My husband is a musician and has a monthly gig at a club with the best deep fried green beans you can imagine. What could be so bad about those? They’re green beans, for goodness sake! When my friends and I go see him play, we split an order and then, since we’re being so ridiculous with those, we might as well add an order of deep fried pickles. And if someone has a sandwich with a side of fries, it’s all over.

And over winter, we got into a bad habit at home of frying way too many things because, hey, it was a snow day. We needed a way to make ourselves feel better in the midst of the bitter cold.

There is an unfortunate cumulative effect of all this golden brown, salty, tastiness. You don’t really need me to explain it, do you? You know it well if fried foods have found their way into your diet on a regular basis.

Since deep fried foods, especially potatoes, are ubiquitous at fast food restaurants and are a common side with meals at sit down restaurants, eating out is one of the most challenging places to eliminate them. If you can clean them out of that part of your diet, you may find that solves a huge part of the problem.

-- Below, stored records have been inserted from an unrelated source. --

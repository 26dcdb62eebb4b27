//! Dashboard controller
//!
//! Runs fetch cycles against a [`MetricsGateway`] and publishes the resulting
//! card list:
//! - One gateway call in flight at a time; overlapping refreshes queue
//! - The card list is replaced as a whole, never patched
//! - Gateway failures are logged and counted, never propagated

use crate::card::{DisplayCard, RenderedCard};
use crate::config::DashboardConfig;
use crate::error::ConfigError;
use figures_format::FormatError;
use figures_gateway::{DateRange, FiguresBatch, FiguresQuery, GatewayError, MetricsGateway};
use parking_lot::Mutex;
use std::sync::Arc;
use tokio::sync::watch;

/// Fetch lifecycle phase
#[derive(Debug, Clone, Copy, PartialEq, Eq, Hash, Default)]
pub enum FetchPhase {
    /// No fetch running
    #[default]
    Idle,
    /// Waiting on the gateway
    Pending,
}

/// Everything a renderer needs, published atomically
#[derive(Debug, Clone, PartialEq, Default)]
pub struct DashboardSnapshot {
    /// Current phase
    pub phase: FetchPhase,
    /// Cards from the last successful fetch, absent before the first one
    pub cards: Option<Arc<[DisplayCard]>>,
    /// Bumped on every successful update
    pub generation: u64,
}

/// Result of one refresh
#[derive(Debug, Clone, PartialEq)]
pub enum FetchOutcome {
    /// Card list replaced
    Updated {
        /// Generation now published
        generation: u64,
        /// Number of cards published
        cards: usize,
    },
    /// Gateway failed; previous cards left in place
    Failed(GatewayError),
}

impl FetchOutcome {
    /// Whether the card list changed
    #[inline]
    #[must_use]
    pub fn is_updated(&self) -> bool {
        matches!(self, Self::Updated { .. })
    }
}

/// Fetch counters
#[derive(Debug, Clone, Default, PartialEq, Eq)]
pub struct FetchStats {
    /// Refreshes that reached the gateway
    pub attempts: u64,
    /// Refreshes that published cards
    pub successes: u64,
    /// Refreshes that failed
    pub failures: u64,
    /// Message of the most recent failure
    pub last_failure: Option<String>,
}

/// Owns the card list and drives fetch cycles
pub struct DashboardController {
    gateway: Arc<dyn MetricsGateway>,
    config: DashboardConfig,
    base_query: FiguresQuery,
    range: Mutex<DateRange>,
    fetch_gate: tokio::sync::Mutex<()>,
    snapshot_tx: watch::Sender<DashboardSnapshot>,
    snapshot_rx: watch::Receiver<DashboardSnapshot>,
    stats: Mutex<FetchStats>,
}

impl DashboardController {
    /// Create a controller over `gateway`
    ///
    /// # Errors
    /// - `ConfigError` if the configuration does not validate
    pub fn new(
        gateway: Arc<dyn MetricsGateway>,
        config: DashboardConfig,
    ) -> Result<Self, ConfigError> {
        config.validate()?;
        let base_query = config.base_query()?;
        let (snapshot_tx, snapshot_rx) = watch::channel(DashboardSnapshot::default());

        Ok(Self {
            gateway,
            config,
            base_query,
            range: Mutex::new(DateRange::unbounded()),
            fetch_gate: tokio::sync::Mutex::new(()),
            snapshot_tx,
            snapshot_rx,
            stats: Mutex::new(FetchStats::default()),
        })
    }

    /// Run one fetch cycle
    ///
    /// Waits for any refresh already in flight, then queries the gateway and
    /// maps the first record of the batch through the card layout. On
    /// failure the published cards stay as they were.
    pub async fn refresh(&self) -> FetchOutcome {
        let _turn = self.fetch_gate.lock().await;

        let query = self.base_query.clone().with_range(*self.range.lock());
        self.snapshot_tx.send_modify(|s| s.phase = FetchPhase::Pending);
        let _idle = IdleOnDrop(&self.snapshot_tx);
        self.stats.lock().attempts += 1;

        tracing::info!(
            gateway = self.gateway.name(),
            "Fetching control figures: type={} range={:?}",
            query.doc_type(),
            query.range().kind()
        );

        let result = self
            .gateway
            .fetch_figures(&query)
            .await
            .and_then(|batch| self.map_batch(&batch));

        match result {
            Ok(cards) => {
                let count = cards.len();
                let mut generation = 0;
                self.snapshot_tx.send_modify(|s| {
                    s.generation += 1;
                    s.cards = Some(cards);
                    s.phase = FetchPhase::Idle;
                    generation = s.generation;
                });
                self.stats.lock().successes += 1;

                tracing::info!("Published {} cards (generation {})", count, generation);
                FetchOutcome::Updated {
                    generation,
                    cards: count,
                }
            }
            Err(err) => {
                tracing::error!("Error fetching control figures: {}", err);
                let mut stats = self.stats.lock();
                stats.failures += 1;
                stats.last_failure = Some(err.to_string());
                FetchOutcome::Failed(err)
            }
        }
    }

    fn map_batch(&self, batch: &FiguresBatch) -> Result<Arc<[DisplayCard]>, GatewayError> {
        let figures = batch.first().ok_or(GatewayError::EmptyBatch)?;
        if batch.len() > 1 {
            tracing::debug!("Ignoring {} extra records in batch", batch.len() - 1);
        }
        Ok(self.config.cards.build(figures))
    }

    /// Set the date range used by subsequent refreshes
    pub fn select_range(&self, range: DateRange) {
        tracing::debug!("Selected range {:?}", range.kind());
        *self.range.lock() = range;
    }

    /// Range used by the next refresh
    #[must_use]
    pub fn selected_range(&self) -> DateRange {
        *self.range.lock()
    }

    /// Currency prefix for rendering
    #[inline]
    #[must_use]
    pub fn currency_symbol(&self) -> &str {
        &self.config.currency_symbol
    }

    /// Cards from the last successful fetch
    #[must_use]
    pub fn cards(&self) -> Option<Arc<[DisplayCard]>> {
        self.snapshot_rx.borrow().cards.clone()
    }

    /// Current phase, cards and generation
    #[must_use]
    pub fn snapshot(&self) -> DashboardSnapshot {
        self.snapshot_rx.borrow().clone()
    }

    /// Receiver notified on every phase or card change
    #[must_use]
    pub fn subscribe(&self) -> watch::Receiver<DashboardSnapshot> {
        self.snapshot_tx.subscribe()
    }

    /// Format the current cards with the configured currency prefix
    ///
    /// # Errors
    /// - `FormatError::NonFinite` if a card carries a NaN or infinite value
    pub fn render(&self) -> Result<Option<Vec<RenderedCard>>, FormatError> {
        self.cards()
            .map(|cards| {
                cards
                    .iter()
                    .map(|card| card.render(self.currency_symbol()))
                    .collect::<Result<Vec<_>, _>>()
            })
            .transpose()
    }

    /// Fetch counters
    #[must_use]
    pub fn stats(&self) -> FetchStats {
        self.stats.lock().clone()
    }

    /// Get configuration
    #[inline]
    #[must_use]
    pub fn config(&self) -> &DashboardConfig {
        &self.config
    }
}

impl std::fmt::Debug for DashboardController {
    fn fmt(&self, f: &mut std::fmt::Formatter<'_>) -> std::fmt::Result {
        f.debug_struct("DashboardController")
            .field("gateway", &self.gateway.name())
            .field("config", &self.config)
            .field("range", &*self.range.lock())
            .field("snapshot", &*self.snapshot_rx.borrow())
            .finish_non_exhaustive()
    }
}

/// Returns the phase to idle if a refresh is dropped mid-flight.
struct IdleOnDrop<'a>(&'a watch::Sender<DashboardSnapshot>);

impl Drop for IdleOnDrop<'_> {
    fn drop(&mut self) {
        self.0.send_if_modified(|s| {
            let was_pending = s.phase == FetchPhase::Pending;
            s.phase = FetchPhase::Idle;
            was_pending
        });
    }
}
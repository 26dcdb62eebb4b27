//! Card layout: the ordered (field, label, style) table
//!
//! The layout decides which figures are surfaced and in what order. Card
//! count and order depend only on the layout, never on the values.

use crate::card::DisplayCard;
use crate::error::LayoutError;
use figures_gateway::{ControlFigures, FigureField};
use serde::{Deserialize, Serialize};
use std::sync::Arc;

/// One row of the layout
#[derive(Debug, Clone, PartialEq, Eq, Serialize, Deserialize)]
pub struct CardSpec {
    /// Field to read
    pub field: FigureField,
    /// Label shown on the card
    pub label: String,
    /// Style tag passed to the renderer
    pub style_tag: String,
}

impl CardSpec {
    /// Create a row
    #[inline]
    #[must_use]
    pub fn new(field: FigureField, label: impl Into<String>, style_tag: impl Into<String>) -> Self {
        Self {
            field,
            label: label.into(),
            style_tag: style_tag.into(),
        }
    }
}

/// Ordered card table
#[derive(Debug, Clone, PartialEq, Eq, Serialize, Deserialize)]
#[serde(transparent)]
pub struct CardLayout {
    specs: Vec<CardSpec>,
}

impl CardLayout {
    /// Layout from explicit rows
    ///
    /// # Errors
    /// - `LayoutError::Empty` for no rows
    /// - `LayoutError::BlankLabel` for a row without a label
    pub fn new(specs: Vec<CardSpec>) -> Result<Self, LayoutError> {
        let layout = Self { specs };
        layout.validate()?;
        Ok(layout)
    }

    /// Check the rows
    ///
    /// # Errors
    /// - `LayoutError::Empty` for no rows
    /// - `LayoutError::BlankLabel` for a row without a label
    pub fn validate(&self) -> Result<(), LayoutError> {
        if self.specs.is_empty() {
            return Err(LayoutError::Empty);
        }
        if let Some(index) = self.specs.iter().position(|s| s.label.trim().is_empty()) {
            return Err(LayoutError::BlankLabel { index });
        }
        Ok(())
    }

    /// Rows in display order
    #[inline]
    #[must_use]
    pub fn specs(&self) -> &[CardSpec] {
        &self.specs
    }

    /// Number of cards this layout produces
    #[inline]
    #[must_use]
    pub fn len(&self) -> usize {
        self.specs.len()
    }

    /// Whether the layout has no rows
    #[inline]
    #[must_use]
    pub fn is_empty(&self) -> bool {
        self.specs.is_empty()
    }

    /// Map a record to its cards
    #[must_use]
    pub fn build(&self, figures: &ControlFigures) -> Arc<[DisplayCard]> {
        self.specs
            .iter()
            .map(|spec| {
                DisplayCard::new(
                    spec.label.clone(),
                    spec.field.value(figures),
                    spec.style_tag.clone(),
                )
            })
            .collect()
    }
}

impl Default for CardLayout {
    /// Five cards: document count, grand total, VAT, petroleum tax and
    /// hospitality tourism. The remaining fields are opt-in.
    fn default() -> Self {
        Self {
            specs: vec![
                CardSpec::new(FigureField::DocumentCount, "Document Count", "border-indigo-500"),
                CardSpec::new(FigureField::GrandTotal, "Grand Total", "border-green-500"),
                CardSpec::new(FigureField::Vat, "VAT", "border-blue-500"),
                CardSpec::new(FigureField::PetroleumTax, "Petroleum Tax", "border-yellow-500"),
                CardSpec::new(
                    FigureField::HospitalityTourism,
                    "Hospitality Tourism",
                    "border-purple-500",
                ),
            ],
        }
    }
}
use chrono::NaiveDate;
use clap::{value_parser, Arg, ArgAction, ArgMatches, Command};
use figures_core::DashboardConfig;
use figures_gateway::DateRange;
use std::path::PathBuf;

pub(crate) fn command() -> Command {
    Command::new("figures-dashboard")
        .version(env!("CARGO_PKG_VERSION"))
        .about("Fetch control figures and print them as summary cards")
        .arg(
            Arg::new("config")
                .long("config")
                .value_parser(value_parser!(PathBuf))
                .help("TOML configuration file"),
        )
        .arg(
            Arg::new("type")
                .long("type")
                .help("Document type code (overrides config)"),
        )
        .arg(
            Arg::new("from")
                .long("from")
                .value_parser(parse_date)
                .help("First day of the range, YYYY-MM-DD"),
        )
        .arg(
            Arg::new("to")
                .long("to")
                .value_parser(parse_date)
                .help("Last day of the range, YYYY-MM-DD"),
        )
        .arg(
            Arg::new("currency")
                .long("currency")
                .help("Currency prefix (overrides config)"),
        )
        .arg(
            Arg::new("latency-ms")
                .long("latency-ms")
                .value_parser(value_parser!(u64))
                .help("Simulated backend latency (overrides config)"),
        )
        .arg(
            Arg::new("fixture")
                .long("fixture")
                .value_parser(value_parser!(PathBuf))
                .help("JSON response the simulated backend replays instead of the demo record"),
        )
        .arg(
            Arg::new("json")
                .long("json")
                .action(ArgAction::SetTrue)
                .help("Output machine-readable JSON"),
        )
        .arg(
            Arg::new("log-json")
                .long("log-json")
                .action(ArgAction::SetTrue)
                .help("Emit logs as JSON lines on stderr"),
        )
}

fn parse_date(raw: &str) -> Result<NaiveDate, String> {
    NaiveDate::parse_from_str(raw, "%Y-%m-%d").map_err(|e| format!("invalid date '{raw}': {e}"))
}

/// Fold command-line overrides into the loaded configuration.
pub(crate) fn apply_overrides(mut config: DashboardConfig, args: &ArgMatches) -> DashboardConfig {
    if let Some(doc_type) = args.get_one::<String>("type") {
        config = config.with_document_type(doc_type.clone());
    }
    if let Some(currency) = args.get_one::<String>("currency") {
        config = config.with_currency_symbol(currency.clone());
    }
    if let Some(latency_ms) = args.get_one::<u64>("latency-ms") {
        config = config.with_latency_ms(*latency_ms);
    }
    config
}

pub(crate) fn date_range(args: &ArgMatches) -> Result<DateRange, figures_gateway::QueryError> {
    DateRange::new(
        args.get_one::<NaiveDate>("from").copied(),
        args.get_one::<NaiveDate>("to").copied(),
    )
}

If you do cook deep fried foods at home, try frying up smaller batches. Deep frying is such a mess you probably won’t go back and make more once what you cooked is gone.

Even though we all know the reasons to reduce deep fried foods, hopefully, refocusing on the importance of eliminating them will help us as we spring clean.


There are encyclopedic amounts of information on why these bubbly pops, colas, sodas or whatever you call them are not good for us. We’ve seen the studies on both sugared and diet sodas and know the issues with both.

I’ve tried removing sugary sodas by replacing them with diet, then decide to get rid of diet and end up drinking lots of calories. I know as well as you do that neither of these is a good option.

Just like other areas of nutrition struggles, I have tried moderation and cold turkey. Neither has been successful. So, I’m climbing back on the wagon today with fresh, lovely lemon water. All I can say is I’ll try to do as well as I can and encourage you to do the same.

These three items are, at least for me, no brainers. They shouldn’t be in my diet in the first place, and I’m betting you know they don’t have a good place in yours. These three are not a definitive list of areas that need to be improved, but they’re an obvious place to start.

You may not struggle with these particular foods (or drinks), and if these are not problems for you, find the top three culprits in your diet and start with those as you spring clean. Along with all the Marie Kondo-inspired clearing out we all seem to be doing to make our homes feel better, let’s do the same with our food.

Important note: I am not a nutritionist not a dietitian nor any kind of medical professional. This information should not be considered a substitute for professional advice on any medical condition or guidance for any specific health issue. It is only meant as general thoughts on well-being.